**Directions for this task**: Beginning with the very first line, please reproduce the entries exactly through the line containing "use crate::leases::PathLeases;".

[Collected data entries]
☆ ☆ ☆
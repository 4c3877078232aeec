//! TCP accept loop.
//!
//! Binds a listener and spawns one [`ConnectionHandler`] task per accepted
//! connection. There is no cap on concurrent connections.

use std::net::SocketAddr;
use std::path::PathBuf;

use ferry_protocol::{DEFAULT_MAX_PAYLOAD, DEFAULT_PORT};
use tokio::net::{TcpListener, TcpStream};
use tokio::sync::mpsc;
use tokio_util::sync::CancellationToken;
use tracing::{debug, error, info, warn};

use crate::ServerError;
use crate::handler::{ConnectionHandler, HandlerContext};
use crate::leases::PathLeases;
use crate::types::{CloseReason, ConnectionOutcome, ServerEvent};

/// Server configuration.
#[derive(Debug, Clone)]
pub struct ServerConfig {
    /// Address to listen on (port 0 = OS-assigned).
    pub bind: SocketAddr,
    /// Directory holding one sub-directory per client id.
    pub root: PathBuf,
    /// Refuse a handshake whose destination is already being written by
    /// another live connection.
    pub exclusive_paths: bool,
    /// Largest accepted `DATA` payload in bytes.
    pub max_payload: usize,
}

impl Default for ServerConfig {
    fn default() -> Self {
        Self {
            bind: ([0, 0, 0, 0], DEFAULT_PORT).into(),
            root: PathBuf::from("."),
            exclusive_paths: false,
            max_payload: DEFAULT_MAX_PAYLOAD,
        }
    }
}

/// Accepts upload connections until cancelled.
pub struct UploadServer {
    config: ServerConfig,
    cancel: CancellationToken,
    events: Option<mpsc::Sender<ServerEvent>>,
}

impl UploadServer {
    pub fn new(config: ServerConfig, cancel: CancellationToken) -> Self {
        Self {
            config,
            cancel,
            events: None,
        }
    }

    /// Publishes [`ServerEvent`]s on `tx` (non-blocking; see
    /// [`EVENT_BUFFER_SIZE`](crate::EVENT_BUFFER_SIZE)).
    pub fn with_events(mut self, tx: mpsc::Sender<ServerEvent>) -> Self {
        self.events = Some(tx);
        self
    }

    pub fn config(&self) -> &ServerConfig {
        &self.config
    }

    /// Binds the configured address.
    ///
    /// Split from [`serve`](Self::serve) so callers can learn the actual
    /// port before connections start.
    pub async fn bind(&self) -> Result<TcpListener, ServerError> {
        let listener = TcpListener::bind(self.config.bind).await?;
        let local_addr = listener.local_addr()?;
        info!(
            %local_addr,
            root = %self.config.root.display(),
            exclusive_paths = self.config.exclusive_paths,
            "upload server listening"
        );
        Ok(listener)
    }

    /// Binds and serves until cancellation.
    pub async fn run(&self) -> Result<(), ServerError> {
        let listener = self.bind().await?;
        self.serve(listener).await
    }

    /// Accepts connections on `listener` until cancellation.
    ///
    /// Each connection runs in its own task. On shutdown, in-flight
    /// connections are cancelled too; their destinations are closed as the
    /// tasks unwind.
    pub async fn serve(&self, listener: TcpListener) -> Result<(), ServerError> {
        tokio::fs::create_dir_all(&self.config.root).await?;

        let ctx = HandlerContext {
            root: self.config.root.clone(),
            max_payload: self.config.max_payload,
            leases: self.config.exclusive_paths.then(PathLeases::new),
            events: self.events.clone(),
        };

        loop {
            tokio::select! {
                biased;
                _ = self.cancel.cancelled() => {
                    info!("upload server shutting down");
                    return Ok(());
                }

                result = listener.accept() => {
                    match result {
                        Ok((stream, peer_addr)) => {
                            info!(%peer_addr, "connection accepted");
                            let ctx = ctx.clone();
                            let cancel = self.cancel.clone();
                            tokio::spawn(async move {
                                handle_stream(stream, peer_addr, ctx, cancel).await;
                            });
                        }
                        Err(e) => {
                            error!("accept error: {e}");
                        }
                    }
                }
            }
        }
    }

    /// Stops the accept loop and every connection it spawned.
    pub fn shutdown(&self) {
        self.cancel.cancel();
    }
}

async fn handle_stream(
    stream: TcpStream,
    peer_addr: SocketAddr,
    ctx: HandlerContext,
    cancel: CancellationToken,
) {
    // Control lines are tiny and strictly request/response.
    if let Err(e) = stream.set_nodelay(true) {
        debug!(%peer_addr, "failed to set TCP_NODELAY: {e}");
    }

    let events = ctx.clone();
    let handler = ConnectionHandler::new(stream, peer_addr.to_string(), ctx);
    tokio::select! {
        _ = cancel.cancelled() => {
            debug!(%peer_addr, "connection cancelled by shutdown");
            events.emit(ServerEvent::ConnectionClosed {
                peer: peer_addr.to_string(),
                reason: CloseReason::Shutdown,
            });
        }
        result = handler.run() => match result {
            Ok(ConnectionOutcome::Completed { identity, stored_offset }) => {
                debug!(%peer_addr, %identity, stored_offset, "connection finished");
            }
            Ok(ConnectionOutcome::Disconnected) => {
                info!(%peer_addr, "connection closed by peer");
            }
            Err(ServerError::Protocol(e)) if e.is_connection_lost() => {
                warn!(%peer_addr, "connection lost: {e}");
            }
            Err(e) => {
                error!(%peer_addr, "connection aborted: {e}");
            }
        }
    }
}
//! Client upload state machine.
//!
//! ```text
//! Disconnected -> Connecting -> Handshake -> Sending -> Finishing -> Done
//!                     ^             |           |
//!                     +---- FailedRetryable <---+
//! ```
//!
//! Transport failures while connecting, during the handshake or while
//! sending move to `FailedRetryable`; the next connection resumes with
//! `RESUME` at whatever offset the server reports. A rejected handshake and
//! any failure while finishing are fatal.

use std::path::PathBuf;
use std::time::Instant;

use ferry_protocol::{
    DEFAULT_CHUNK_SIZE, DEFAULT_MAX_PAYLOAD, FramedStream, ProtocolError, Reply, Request,
};
use ferry_transfer::{SpeedCalculator, TransferError, TransferIdentity};
use tokio::io::{AsyncRead, AsyncWrite};
use tokio::sync::mpsc;
use tokio_util::sync::CancellationToken;
use tracing::{debug, error, info, warn};

use crate::UploadError;
use crate::connector::Connector;
use crate::retry::RetryPolicy;
use crate::session::ClientSession;
use crate::types::{UploadEvent, UploadReport, UploadState};

/// What to upload and how persistently.
#[derive(Debug, Clone)]
pub struct UploadConfig {
    pub client_id: String,
    /// Source file; its base name becomes the remote file name.
    pub file_path: PathBuf,
    pub chunk_size: usize,
    pub retry: RetryPolicy,
}

impl UploadConfig {
    pub fn new(client_id: impl Into<String>, file_path: impl Into<PathBuf>) -> Self {
        Self {
            client_id: client_id.into(),
            file_path: file_path.into(),
            chunk_size: DEFAULT_CHUNK_SIZE,
            retry: RetryPolicy::default(),
        }
    }

    fn identity(&self) -> Result<TransferIdentity, TransferError> {
        let file_name = self
            .file_path
            .file_name()
            .and_then(|name| name.to_str())
            .ok_or_else(|| {
                TransferError::InvalidIdentity(format!(
                    "{} has no usable file name",
                    self.file_path.display()
                ))
            })?;
        TransferIdentity::new(self.client_id.clone(), file_name)
    }
}

/// How an attempt ended, short of success.
enum Failure {
    Retryable(String),
    Fatal(UploadError),
}

impl From<ProtocolError> for Failure {
    fn from(e: ProtocolError) -> Self {
        Failure::Retryable(e.to_string())
    }
}

struct Progress {
    started: Instant,
    connections: u32,
    chunks_sent: u64,
    bytes_sent: u64,
    /// Consecutive failed attempts since the last acknowledged progress.
    failures: u32,
    speed: SpeedCalculator,
}

impl Progress {
    fn new() -> Self {
        Self {
            started: Instant::now(),
            connections: 0,
            chunks_sent: 0,
            bytes_sent: 0,
            failures: 0,
            speed: SpeedCalculator::new(None, None),
        }
    }
}

/// Drives one file to the server, reconnecting as needed.
pub struct UploadDriver<C> {
    connector: C,
    config: UploadConfig,
    cancel: CancellationToken,
    events: Option<mpsc::Sender<UploadEvent>>,
}

impl<C: Connector> UploadDriver<C> {
    pub fn new(connector: C, config: UploadConfig, cancel: CancellationToken) -> Self {
        Self {
            connector,
            config,
            cancel,
            events: None,
        }
    }

    /// Publishes [`UploadEvent`]s on `tx`. Events are dropped when the
    /// channel is full.
    pub fn with_events(mut self, tx: mpsc::Sender<UploadEvent>) -> Self {
        self.events = Some(tx);
        self
    }

    /// Runs the upload to completion.
    pub async fn run(self) -> Result<UploadReport, UploadError> {
        // A default server drops the connection on a larger DATA without replying.
        let chunk_size = self.config.chunk_size;
        if chunk_size == 0 || chunk_size > DEFAULT_MAX_PAYLOAD {
            return Err(UploadError::InvalidChunkSize(chunk_size));
        }
        let identity = self.config.identity()?;
        let mut session =
            ClientSession::open(&self.config.file_path, self.config.chunk_size, identity).await?;
        info!(
            identity = %session.identity(),
            total_size = session.total_size(),
            peer = %self.connector.peer(),
            "starting upload"
        );

        let mut progress = Progress::new();
        self.set_state(UploadState::Disconnected);

        loop {
            let result = tokio::select! {
                biased;
                _ = self.cancel.cancelled() => return Err(UploadError::Cancelled),
                result = self.attempt(&mut session, &mut progress) => result,
            };

            let reason = match result {
                Ok(()) => break,
                Err(Failure::Fatal(e)) => {
                    error!(identity = %session.identity(), offset = session.offset(), "upload failed: {e}");
                    return Err(e);
                }
                Err(Failure::Retryable(reason)) => reason,
            };

            progress.failures += 1;
            if self.config.retry.is_exhausted(progress.failures) {
                error!(attempts = progress.failures, "giving up: {reason}");
                return Err(UploadError::RetriesExhausted {
                    attempts: progress.failures,
                    last_error: reason,
                });
            }

            let delay = self.config.retry.delay_for_attempt(progress.failures);
            warn!(
                attempt = progress.failures,
                offset = session.offset(),
                delay_ms = delay.as_millis() as u64,
                "attempt failed, retrying: {reason}"
            );
            self.set_state(UploadState::FailedRetryable);
            self.emit(UploadEvent::Retrying {
                attempt: progress.failures,
                delay,
                error: reason,
            });
            progress.speed.reset();

            tokio::select! {
                biased;
                _ = self.cancel.cancelled() => return Err(UploadError::Cancelled),
                _ = tokio::time::sleep(delay) => {}
            }
        }

        self.set_state(UploadState::Done);
        let report = UploadReport {
            total_size: session.total_size(),
            connections: progress.connections,
            chunks_sent: progress.chunks_sent,
            bytes_sent: progress.bytes_sent,
            elapsed: progress.started.elapsed(),
        };
        info!(
            identity = %session.identity(),
            total_size = report.total_size,
            connections = report.connections,
            bytes_resent = report.bytes_resent(),
            "upload complete"
        );
        self.emit(UploadEvent::Completed(report.clone()));
        Ok(report)
    }

    /// One connection: handshake, send what is missing, finish.
    async fn attempt(
        &self,
        session: &mut ClientSession,
        progress: &mut Progress,
    ) -> Result<(), Failure> {
        self.set_state(UploadState::Connecting);
        let stream = self.connector.connect().await.map_err(|e| {
            Failure::Retryable(format!("connect to {} failed: {e}", self.connector.peer()))
        })?;
        progress.connections += 1;
        debug!(connection = progress.connections, "connected");

        let mut framed = FramedStream::new(stream);
        self.handshake(&mut framed, session, progress).await?;
        self.send_chunks(&mut framed, session, progress).await?;
        self.finish(&mut framed).await?;

        if let Err(e) = framed.shutdown().await {
            debug!("shutdown after COMPLETE failed: {e}");
        }
        Ok(())
    }

    async fn handshake<S>(
        &self,
        framed: &mut FramedStream<S>,
        session: &mut ClientSession,
        progress: &mut Progress,
    ) -> Result<(), Failure>
    where
        S: AsyncRead + AsyncWrite + Unpin,
    {
        self.set_state(UploadState::Handshake);
        let request = session.handshake_request();
        framed.send_request(&request).await?;
        session.mark_handshake_sent();

        let reply = match framed.read_reply().await {
            Ok(reply) => reply,
            Err(e) if e.is_connection_lost() => return Err(e.into()),
            Err(e) => return Err(Failure::Fatal(UploadError::Handshake(e.to_string()))),
        };
        let Reply::Ack { offset } = reply else {
            return Err(Failure::Fatal(UploadError::Handshake(format!(
                "expected ACK, got {reply}"
            ))));
        };

        let previous = session.offset();
        if !session.accept_offset(offset) {
            return Err(Failure::Fatal(UploadError::Handshake(format!(
                "server offset {offset} exceeds file size {}",
                session.total_size()
            ))));
        }
        if offset > previous {
            progress.failures = 0;
        }
        progress.speed.record(offset);

        info!(
            identity = %session.identity(),
            resumed = matches!(request, Request::Resume { .. }),
            offset,
            total_size = session.total_size(),
            "handshake acknowledged"
        );
        Ok(())
    }

    async fn send_chunks<S>(
        &self,
        framed: &mut FramedStream<S>,
        session: &mut ClientSession,
        progress: &mut Progress,
    ) -> Result<(), Failure>
    where
        S: AsyncRead + AsyncWrite + Unpin,
    {
        if session.is_complete() {
            return Ok(());
        }
        self.set_state(UploadState::Sending);

        while !session.is_complete() {
            let Some(chunk) = session
                .next_chunk()
                .await
                .map_err(|e| Failure::Fatal(e.into()))?
            else {
                break;
            };

            framed.send_data(&chunk.data).await?;
            progress.chunks_sent += 1;
            progress.bytes_sent += chunk.len() as u64;

            // Anything but a usable ACK here is treated like a dropped
            // connection: the next handshake re-reads the stored offset.
            let reply = framed.read_reply().await?;
            let Reply::Ack { offset } = reply else {
                return Err(Failure::Retryable(format!(
                    "expected ACK after DATA, got {reply}"
                )));
            };
            let previous = session.offset();
            if !session.accept_offset(offset) {
                return Err(Failure::Retryable(format!(
                    "ACK {offset} exceeds file size {}",
                    session.total_size()
                )));
            }

            debug!(len = chunk.len(), offset, "chunk acknowledged");
            if offset > previous {
                progress.failures = 0;
            }
            progress.speed.record(offset);
            self.emit(UploadEvent::Acknowledged {
                offset,
                total_size: session.total_size(),
                bytes_per_second: progress.speed.bytes_per_second(),
            });
        }
        Ok(())
    }

    async fn finish<S>(&self, framed: &mut FramedStream<S>) -> Result<(), Failure>
    where
        S: AsyncRead + AsyncWrite + Unpin,
    {
        self.set_state(UploadState::Finishing);
        let fatal = |msg: String| Failure::Fatal(UploadError::Finish(msg));

        framed
            .send_request(&Request::Fin)
            .await
            .map_err(|e| fatal(e.to_string()))?;
        match framed.read_reply().await {
            Ok(Reply::Complete) => Ok(()),
            Ok(reply) => Err(fatal(format!("expected COMPLETE, got {reply}"))),
            Err(e) => Err(fatal(e.to_string())),
        }
    }

    fn set_state(&self, state: UploadState) {
        debug!(%state, "upload state");
        self.emit(UploadEvent::StateChanged(state));
    }

    fn emit(&self, event: UploadEvent) {
        if let Some(tx) = &self.events {
            let _ = tx.try_send(event);
        }
    }
}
☆ ☆ ☆
**Response to this task**:
repository 4c3877078232aeec
//! TCP accept loop.
//!
//! Binds a listener and spawns one [`ConnectionHandler`] task per accepted
//! connection. There is no cap on concurrent connections.

use std::net::SocketAddr;
use std::path::PathBuf;

use ferry_protocol::{DEFAULT_MAX_PAYLOAD, DEFAULT_PORT};
use tokio::net::{TcpListener, TcpStream};
use tokio::sync::mpsc;
use tokio_util::sync::CancellationToken;
use tracing::{debug, error, info, warn};

use crate::ServerError;
use crate::handler::{ConnectionHandler, HandlerContext};
use crate::leases::PathLeases;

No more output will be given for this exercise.